Workers with documented chemical exposure may still be denied benefits for disability
The New York Times recently published a column addressing the gap between science, medicine and the law. It identified employees such as Ed Abney, who can identify a valid statistical, scientific basis for their medical problem, but who cannot meet tort "reform" standards that require proof of causation for a particular individual. This issue was less of a problem before product liability "reform" efforts lead to a series of decisions in some jurisdictions (including Michigan) holding that injury victims must establish a higher threshold of proof.
In Abney's case, he used a common industrial solvent [trichloroethylene] on a daily basis as a tool and die maker, before developing Parkinson's Disease at an early age. When the University of Kentucky tied exposure to the solvent to Parkinsonism, by comparing Abney's co-workers with a healthy control group, Abney thought he would be able to document the cause of his early health difficulties. Unfortunately, he was wrong: medical researchers documented the statistical relationship and "causation" with regard to the group of workers, but refused to confirm the cause for any one individual.

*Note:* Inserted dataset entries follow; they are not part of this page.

//! Reader for recorded token-contract event traces.
//!
//! One event per line, whitespace separated, labels followed by values:
//!
//! ```text
//! Birth owner <addr> kittyId <id> matronId <id> sireId <id> genes <genes>
//! Pregnant owner <addr> matronId <id> sireId <id> cooldownEndBlock <height>
//! Transfer from <addr> to <addr> tokenId <id>
//! Approval from <addr> to <addr> tokenId <id>
//! ```
//!
//! The contract emits a `Transfer` for every newborn token right after its
//! `Birth`; that line is consumed together with the `Birth`.

use shardrun_types::{Method, ObjectKey, Operation, OperationId};
use std::collections::{HashMap, VecDeque};
use std::io::BufRead;
use thiserror::Error;

/// Ledger account address as it appears in traces.
pub type Address = [u8; 20];

/// Errors raised while reading a trace.
#[derive(Debug, Error)]
pub enum TraceError {
    /// The underlying reader failed.
    #[error("failed to read trace: {0}")]
    Io(#[from] std::io::Error),

    /// The first word of a line is not a known event.
    #[error("line {line}: unknown event '{event}'")]
    UnknownEvent {
        /// 1-based line number.
        line: usize,
        /// The unrecognized event name.
        event: String,
    },

    /// A line is missing a field or a field does not parse.
    #[error("line {line}: {reason}")]
    Malformed {
        /// 1-based line number.
        line: usize,
        /// What was wrong.
        reason: String,
    },

    /// A `Pregnant` event names a matron the breeder does not own.
    #[error("line {line}: 0x{owner} breeds token {token} it does not own")]
    NotOwner {
        /// 1-based line number.
        line: usize,
        /// Hex address of the breeder.
        owner: String,
        /// The matron token.
        token: u64,
    },
}

/// Turns a recorded trace into scheduler operations.
///
/// Tracks token owners (to decide when a sire needs an explicit siring
/// approval) and outstanding transfer approvals (a `Transfer` of an approved
/// token becomes `TransferFrom` and consumes the approval).
pub struct TraceReader<R> {
    lines: std::io::Lines<R>,
    line: usize,
    skip_lines: usize,
    next_id: u64,
    owners: HashMap<u64, Address>,
    /// (owner, token) -> approved spender.
    allowances: HashMap<(Address, u64), Address>,
    queued: VecDeque<Operation>,
}

impl<R: BufRead> TraceReader<R> {
    /// Create a reader over `reader`, starting at the first line.
    pub fn new(reader: R) -> Self {
        Self {
            lines: reader.lines(),
            line: 0,
            skip_lines: 0,
            next_id: 1,
            owners: HashMap::new(),
            allowances: HashMap::new(),
            queued: VecDeque::new(),
        }
    }

    /// Skip the first `n` lines of the trace.
    pub fn with_skip_lines(mut self, n: usize) -> Self {
        self.skip_lines = n;
        self
    }

    /// Number of lines consumed so far.
    pub fn line(&self) -> usize {
        self.line
    }

    fn next_line(&mut self) -> Result<Option<String>, TraceError> {
        while self.line < self.skip_lines {
            if self.lines.next().transpose()?.is_none() {
                return Ok(None);
            }
            self.line += 1;
        }
        loop {
            let Some(text) = self.lines.next().transpose()? else {
                return Ok(None);
            };
            self.line += 1;
            if !text.trim().is_empty() {
                return Ok(Some(text));
            }
        }
    }

    fn next_id(&mut self) -> OperationId {
        let id = OperationId(self.next_id);
        self.next_id += 1;
        id
    }

    fn parse(&mut self, text: &str) -> Result<(), TraceError> {
        let fields = Fields::new(self.line, text);
        match fields.event() {
            "Birth" => self.birth(&fields),
            "Pregnant" => self.pregnant(&fields),
            "Transfer" => self.transfer(&fields),
            "Approval" => self.approval(&fields),
            other => Err(TraceError::UnknownEvent {
                line: self.line,
                event: other.to_string(),
            }),
        }
    }

    fn birth(&mut self, fields: &Fields<'_>) -> Result<(), TraceError> {
        let owner = fields.address("owner")?;
        let kitty = fields.id("kittyId")?;
        let matron = fields.id("matronId")?;
        let sire = fields.id("sireId")?;
        let id = self.next_id();

        let operation = if matron == 0 && sire == 0 {
            Operation::creating(id, Method::Create, Vec::new(), ObjectKey::Id(kitty))
        } else {
            Operation::creating(
                id,
                Method::Birth,
                vec![ObjectKey::Id(matron), ObjectKey::Id(sire)],
                ObjectKey::Id(kitty),
            )
        };
        self.queued.push_back(operation.with_args(owner.to_vec()));
        self.owners.insert(kitty, owner);

        let birth_line = self.line;
        match self.next_line()? {
            Some(text) if text.split_whitespace().next() == Some("Transfer") => Ok(()),
            _ => Err(TraceError::Malformed {
                line: birth_line,
                reason: format!("Birth of {kitty} not followed by its Transfer"),
            }),
        }
    }

    fn pregnant(&mut self, fields: &Fields<'_>) -> Result<(), TraceError> {
        let owner = fields.address("owner")?;
        let matron = fields.id("matronId")?;
        let sire = fields.id("sireId")?;

        if let Some(known) = self.owners.get(&matron) {
            if *known != owner {
                return Err(TraceError::NotOwner {
                    line: self.line,
                    owner: hex::encode(owner),
                    token: matron,
                });
            }
        }

        if self.owners.get(&sire) != Some(&owner) {
            let id = self.next_id();
            self.queued.push_back(
                Operation::new(id, Method::ApproveSiring, vec![ObjectKey::Id(sire)])
                    .with_args(owner.to_vec()),
            );
        }

        let id = self.next_id();
        self.queued.push_back(
            Operation::new(
                id,
                Method::Breed,
                vec![ObjectKey::Id(matron), ObjectKey::Id(sire)],
            )
            .with_args(owner.to_vec()),
        );
        Ok(())
    }

    fn transfer(&mut self, fields: &Fields<'_>) -> Result<(), TraceError> {
        let from = fields.address("from")?;
        let to = fields.address("to")?;
        let token = fields.id("tokenId")?;
        let id = self.next_id();

        let operation = match self.allowances.remove(&(from, token)) {
            Some(_spender) => {
                let mut args = from.to_vec();
                args.extend_from_slice(&to);
                Operation::new(id, Method::TransferFrom, vec![ObjectKey::Id(token)]).with_args(args)
            }
            None => {
                Operation::new(id, Method::Transfer, vec![ObjectKey::Id(token)]).with_args(to.to_vec())
            }
        };
        self.queued.push_back(operation);
        self.owners.insert(token, to);
        Ok(())
    }

    fn approval(&mut self, fields: &Fields<'_>) -> Result<(), TraceError> {
        let from = fields.address("from")?;
        let to = fields.address("to")?;
        let token = fields.id("tokenId")?;
        let id = self.next_id();

        self.allowances.insert((from, token), to);
        self.queued.push_back(
            Operation::new(id, Method::Approve, vec![ObjectKey::Id(token)]).with_args(to.to_vec()),
        );
        Ok(())
    }
}

impl<R: BufRead> Iterator for TraceReader<R> {
    type Item = Result<Operation, TraceError>;

    fn next(&mut self) -> Option<Self::Item> {
        loop {
            if let Some(operation) = self.queued.pop_front() {
                return Some(Ok(operation));
            }
            let text = match self.next_line() {
                Ok(Some(text)) => text,
                Ok(None) => return None,
                Err(e) => return Some(Err(e)),
            };
            if let Err(e) = self.parse(&text) {
                return Some(Err(e));
            }
        }
    }
}

/// Labelled fields of one trace line.
struct Fields<'a> {
    line: usize,
    parts: Vec<&'a str>,
}

impl<'a> Fields<'a> {
    fn new(line: usize, text: &'a str) -> Self {
        Self {
            line,
            parts: text.split_whitespace().collect(),
        }
    }

    fn event(&self) -> &'a str {
        self.parts.first().copied().unwrap_or("")
    }

    fn value(&self, label: &str) -> Result<&'a str, TraceError> {
        self.parts
            .iter()
            .skip(1)
            .position(|part| *part == label)
            .and_then(|i| self.parts.get(i + 2))
            .copied()
            .ok_or_else(|| self.malformed(format!("missing {label}")))
    }

    fn id(&self, label: &str) -> Result<u64, TraceError> {
        let value = self.value(label)?;
        value
            .parse()
            .map_err(|_| self.malformed(format!("{label} '{value}' is not an integer")))
    }

    fn address(&self, label: &str) -> Result<Address, TraceError> {
        let value = self.value(label)?;
        parse_address(value).ok_or_else(|| self.malformed(format!("{label} '{value}' is not an address")))
    }

    fn malformed(&self, reason: String) -> TraceError {
        TraceError::Malformed {
            line: self.line,
            reason,
        }
    }
}

/// Parse a hex address, left-padding short values with zeros.
fn parse_address(value: &str) -> Option<Address> {
    let digits = value
        .strip_prefix("0x")
        .or_else(|| value.strip_prefix("0X"))
        .unwrap_or(value);
    if digits.is_empty() || digits.len() > 40 {
        return None;
    }
    let padded = format!("{digits:0>40}");
    let bytes = hex::decode(padded).ok()?;
    let mut address = [0u8; 20];
    address.copy_from_slice(&bytes);
    Some(address)
}

#[cfg(test)]
mod tests {
    use super::*;
    use std::io::Cursor;

    const ALICE: &str = "0x00000000000000000000000000000000000000a1";
    const BOB: &str = "0x00000000000000000000000000000000000000b2";

    fn read(trace: &str) -> Vec<Operation> {
        TraceReader::new(Cursor::new(trace.to_string()))
            .collect::<Result<Vec<_>, _>>()
            .unwrap()
    }

    fn keys(operation: &Operation) -> Vec<u64> {
        operation
            .keys
            .iter()
            .map(|key| match key {
                ObjectKey::Id(id) => *id,
                ObjectKey::Address(_) => panic!("unexpected address key"),
            })
            .collect()
    }

    #[test]
    fn test_promo_birth_becomes_create() {
        let trace = format!(
            "Birth owner {ALICE} kittyId 7 matronId 0 sireId 0 genes 99\n\
             Transfer from 0x0 to {ALICE} tokenId 7\n"
        );
        let operations = read(&trace);

        assert_eq!(operations.len(), 1);
        assert_eq!(operations[0].method, Method::Create);
        assert_eq!(keys(&operations[0]), vec![7]);
        assert_eq!(operations[0].creates, Some(ObjectKey::Id(7)));
    }

    #[test]
    fn test_birth_with_parents_depends_on_them() {
        let trace = format!(
            "Birth owner {ALICE} kittyId 9 matronId 3 sireId 4 genes 1\n\
             Transfer from 0x0 to {ALICE} tokenId 9\n"
        );
        let operations = read(&trace);

        assert_eq!(operations[0].method, Method::Birth);
        assert_eq!(keys(&operations[0]), vec![3, 4, 9]);
    }

    #[test]
    fn test_pregnant_with_foreign_sire_requests_approval() {
        let trace = format!(
            "Birth owner {ALICE} kittyId 1 matronId 0 sireId 0 genes 1\n\
             Transfer from 0x0 to {ALICE} tokenId 1\n\
             Birth owner {BOB} kittyId 2 matronId 0 sireId 0 genes 2\n\
             Transfer from 0x0 to {BOB} tokenId 2\n\
             Pregnant owner {ALICE} matronId 1 sireId 2 cooldownEndBlock 40\n"
        );
        let methods: Vec<Method> = read(&trace).iter().map(|op| op.method).collect();

        assert_eq!(
            methods,
            vec![Method::Create, Method::Create, Method::ApproveSiring, Method::Breed]
        );
    }

    #[test]
    fn test_pregnant_with_own_sire_breeds_directly() {
        let trace = format!(
            "Birth owner {ALICE} kittyId 1 matronId 0 sireId 0 genes 1\n\
             Transfer from 0x0 to {ALICE} tokenId 1\n\
             Birth owner {ALICE} kittyId 2 matronId 0 sireId 0 genes 2\n\
             Transfer from 0x0 to {ALICE} tokenId 2\n\
             Pregnant owner {ALICE} matronId 1 sireId 2 cooldownEndBlock 40\n"
        );
        let operations = read(&trace);

        assert_eq!(operations.len(), 3);
        assert_eq!(operations[2].method, Method::Breed);
        assert_eq!(keys(&operations[2]), vec![1, 2]);
    }

    #[test]
    fn test_approved_transfer_becomes_transfer_from_once() {
        let trace = format!(
            "Approval from {ALICE} to {BOB} tokenId 5\n\
             Transfer from {ALICE} to {BOB} tokenId 5\n\
             Transfer from {BOB} to {ALICE} tokenId 5\n"
        );
        let methods: Vec<Method> = read(&trace).iter().map(|op| op.method).collect();

        assert_eq!(
            methods,
            vec![Method::Approve, Method::TransferFrom, Method::Transfer]
        );
    }

    #[test]
    fn test_operation_ids_are_sequential() {
        let trace = format!(
            "Transfer from {ALICE} to {BOB} tokenId 5\n\
             \n\
             Transfer from {BOB} to {ALICE} tokenId 6\n"
        );
        let ids: Vec<u64> = read(&trace).iter().map(|op| op.id.0).collect();
        assert_eq!(ids, vec![1, 2]);
    }

    #[test]
    fn test_skip_lines() {
        let trace = format!(
            "header line\n\
             Transfer from {ALICE} to {BOB} tokenId 5\n"
        );
        let operations: Vec<_> = TraceReader::new(Cursor::new(trace))
            .with_skip_lines(1)
            .collect::<Result<_, _>>()
            .unwrap();
        assert_eq!(operations.len(), 1);
    }

    #[test]
    fn test_unknown_event_names_line() {
        let trace = format!(
            "Transfer from {ALICE} to {BOB} tokenId 5\n\
             AuctionCreated tokenId 5\n"
        );
        let mut reader = TraceReader::new(Cursor::new(trace));
        assert!(reader.next().unwrap().is_ok());

        let err = reader.next().unwrap().unwrap_err();
        assert!(matches!(err, TraceError::UnknownEvent { line: 2, .. }));
    }

    #[test]
    fn test_breeding_unowned_matron_is_rejected() {
        let trace = format!(
            "Birth owner {ALICE} kittyId 1 matronId 0 sireId 0 genes 1\n\
             Transfer from 0x0 to {ALICE} tokenId 1\n\
             Pregnant owner {BOB} matronId 1 sireId 2 cooldownEndBlock 40\n"
        );
        let result: Result<Vec<_>, _> = TraceReader::new(Cursor::new(trace)).collect();
        assert!(matches!(result, Err(TraceError::NotOwner { token: 1, .. })));
    }

    #[test]
    fn test_malformed_fields() {
        let trace = format!("Transfer from {ALICE} to {BOB} tokenId five\n");
        let result: Result<Vec<_>, _> = TraceReader::new(Cursor::new(trace)).collect();
        assert!(matches!(result, Err(TraceError::Malformed { line: 1, .. })));

        assert_eq!(parse_address("0x1").map(|a| a[19]), Some(1));
        assert!(parse_address("0xzz").is_none());
    }
}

Many commentators have noted that where natural causes and environmental exposures at work act together to cause an illness, the employee should be compensated based on the risk inherent in the employees job. This is, obviously, a public policy decision, and of late conservative activists in the judiciary have decided this type of policy issue in favor of employers and insurers. In Michigan, workers compensation rules have been significantly tightened to limit claims, as have the rules for demonstrating causation in product and malpractice cases. Historically, if a wrongdoer was "a" cause of injury, compensation was payable, even if other circumstances played a role: today, our rules for compensating victims have become far more exclusive and harsher.